- Activity -
Each record should appear again in the response exactly as it does in the original.

++++ Exercise data

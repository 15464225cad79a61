use std::{collections::BTreeSet, sync::Arc};

use crate::{
    api::error,
    modules::folder::{
        model::{FolderListFilter, FolderStats, InsertFolder, TagUpdate},
        repository::FolderRepository,
        schema::FolderEntity,
        tree::folder_closure,
    },
    store::MemoryStore,
    utils::new_id,
};

#[derive(Clone)]
pub struct FolderRepositoryMem {
    store: Arc<MemoryStore>,
}

impl FolderRepositoryMem {
    pub fn new(store: Arc<MemoryStore>) -> Self {
        Self { store }
    }
}

#[async_trait::async_trait]
impl FolderRepository for FolderRepositoryMem {
    async fn find_by_id(&self, id: &str) -> Result<Option<FolderEntity>, error::SystemError> {
        let tables = self.store.read().await;
        Ok(tables.folders.get(id).cloned())
    }

    async fn find_by_owner(
        &self,
        owner: &str,
        filter: &FolderListFilter,
    ) -> Result<Vec<FolderEntity>, error::SystemError> {
        let tables = self.store.read().await;
        let mut folders: Vec<FolderEntity> = tables
            .folders
            .values()
            .filter(|f| f.owner == owner)
            .filter(|f| filter.parent.matches(f.parent_id.as_deref()))
            .filter(|f| filter.tag.as_ref().map_or(true, |tag| f.tags.contains(tag)))
            .cloned()
            .collect();

        folders.sort_by(|a, b| b.created_at.cmp(&a.created_at).then_with(|| b.id.cmp(&a.id)));
        Ok(folders)
    }

    async fn create(&self, folder: &InsertFolder) -> Result<FolderEntity, error::SystemError> {
        let mut tables = self.store.write().await;
        let taken =
            tables.folders.values().any(|f| f.owner == folder.owner && f.path == folder.path);
        if taken {
            return Err(error::SystemError::conflict(
                "Folder with this name already exists in this location",
            ));
        }

        let now = chrono::Utc::now();
        let entity = FolderEntity {
            id: new_id(),
            name: folder.name.clone(),
            path: folder.path.clone(),
            parent_id: folder.parent_id.clone(),
            owner: folder.owner.clone(),
            tags: BTreeSet::new(),
            created_at: now,
            updated_at: now,
        };
        tables.folders.insert(entity.id.clone(), entity.clone());
        Ok(entity)
    }

    async fn update_tags(
        &self,
        id: &str,
        update: TagUpdate,
    ) -> Result<FolderEntity, error::SystemError> {
        let mut tables = self.store.write().await;
        let folder = tables
            .folders
            .get_mut(id)
            .ok_or_else(|| error::SystemError::not_found("Folder not found"))?;

        match update {
            TagUpdate::Add(tags) => folder.tags.extend(tags),
            TagUpdate::Remove(tag) => {
                folder.tags.remove(&tag);
            }
        }
        folder.updated_at = chrono::Utc::now();
        Ok(folder.clone())
    }

    async fn stats(&self, owner: &str, id: &str) -> Result<FolderStats, error::SystemError> {
        let tables = self.store.read().await;
        let closure = folder_closure(&tables.folders, owner, id);

        let (total_files, total_size) = tables
            .files
            .values()
            .filter(|f| f.owner == owner)
            .filter(|f| f.folder_id.as_ref().is_some_and(|fid| closure.contains(fid)))
            .fold((0usize, 0u64), |(count, size), f| (count + 1, size + f.size));

        Ok(FolderStats { total_files, total_size, subfolder_count: closure.len() - 1 })
    }
}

++++++++

- Response area -
repository 15464225cad79a61
use std::{collections::BTreeSet, sync::Arc};

use crate::{
    api::error,
    modules::folder::{
        model::{FolderListFilter, FolderStats, InsertFolder, TagUpdate},
        repository::FolderRepository,
        schema::FolderEntity,
        tree::folder_closure,
    },
    store::MemoryStore,
    utils::new_id,
};

#[derive(Clone)]
pub struct FolderRepositoryMem {
    store: Arc<MemoryStore>,
}

impl FolderRepositoryMem {
    pub fn new(store: Arc<MemoryStore>) -> Self {
        Self { store }
    }
}

#[async_trait::async_trait]
impl FolderRepository for FolderRepositoryMem {
    async fn find_by_id(&self, id: &str) -> Result<Option<FolderEntity>, error::SystemError> {
        let tables = self.store.read().await;
        Ok(tables.folders.get(id).cloned())
    }

    async fn find_by_owner(
        &self,
        owner: &str,
        filter: &FolderListFilter,
    ) -> Result<Vec<FolderEntity>, error::SystemError> {
        let tables = self.store.read().await;
        let mut folders: Vec<FolderEntity> = tables
            .folders
            .values()
            .filter(|f| f.owner == owner)
            .filter(|f| filter.parent.matches(f.parent_id.as_deref()))
            .filter(|f| filter.tag.as_ref().map_or(true, |tag| f.tags.contains(tag)))
            .cloned()
            .collect();

        folders.sort_by(|a, b| b.created_at.cmp(&a.created_at).then_with(|| b.id.cmp(&a.id)));
        Ok(folders)
    }

    async fn create(&self, folder: &InsertFolder) -> Result<FolderEntity, error::SystemError> {
        let mut tables = self.store.write().await;
        let taken =
            tables.folders.values().any(|f| f.owner == folder.owner && f.path == folder.path);
        if taken {
            return Err(error::SystemError::conflict(
                "Folder with this name already exists in this location",
            ));
        }

        let now = chrono::Utc::now();
        let entity = FolderEntity {
            id: new_id(),
            name: folder.name.clone(),
            path: folder.path.clone(),
            parent_id: folder.parent_id.clone(),
            owner: folder.owner.clone(),
            tags: BTreeSet::new(),
            created_at: now,
            updated_at: now,
        };
        tables.folders.insert(entity.id.clone(), entity.clone());
        Ok(entity)
    }

    async fn update_tags(
        &self,
        id: &str,
        update: TagUpdate,
    ) -> Result<FolderEntity, error::SystemError> {
        let mut tables = self.store.write().await;
        let folder = tables
            .folders
            .get_mut(id)
            .ok_or_else(|| error::SystemError::not_found("Folder not found"))?;

        match update {
            TagUpdate::Add(tags) => folder.tags.extend(tags),
            TagUpdate::Remove(tag) => {
                folder.tags.remove(&tag);
            }
        }
        folder.updated_at = chrono::Utc::now();
        Ok(folder.clone())
    }

    async fn stats(&self, owner: &str, id: &str) -> Result<FolderStats, error::SystemError> {
        let tables = self.store.read().await;
        let closure = folder_closure(&tables.folders, owner, id);

        let (total_files, total_size) = tables
            .files
            .values()
            .filter(|f| f.owner == owner)
            .filter(|f| f.folder_id.as_ref().is_some_and(|fid| closure.contains(fid)))
            .fold((0usize, 0u64), |(count, size), f| (count + 1, size + f.size));

        Ok(FolderStats { total_files, total_size, subfolder_count: closure.len() - 1 })
    }
}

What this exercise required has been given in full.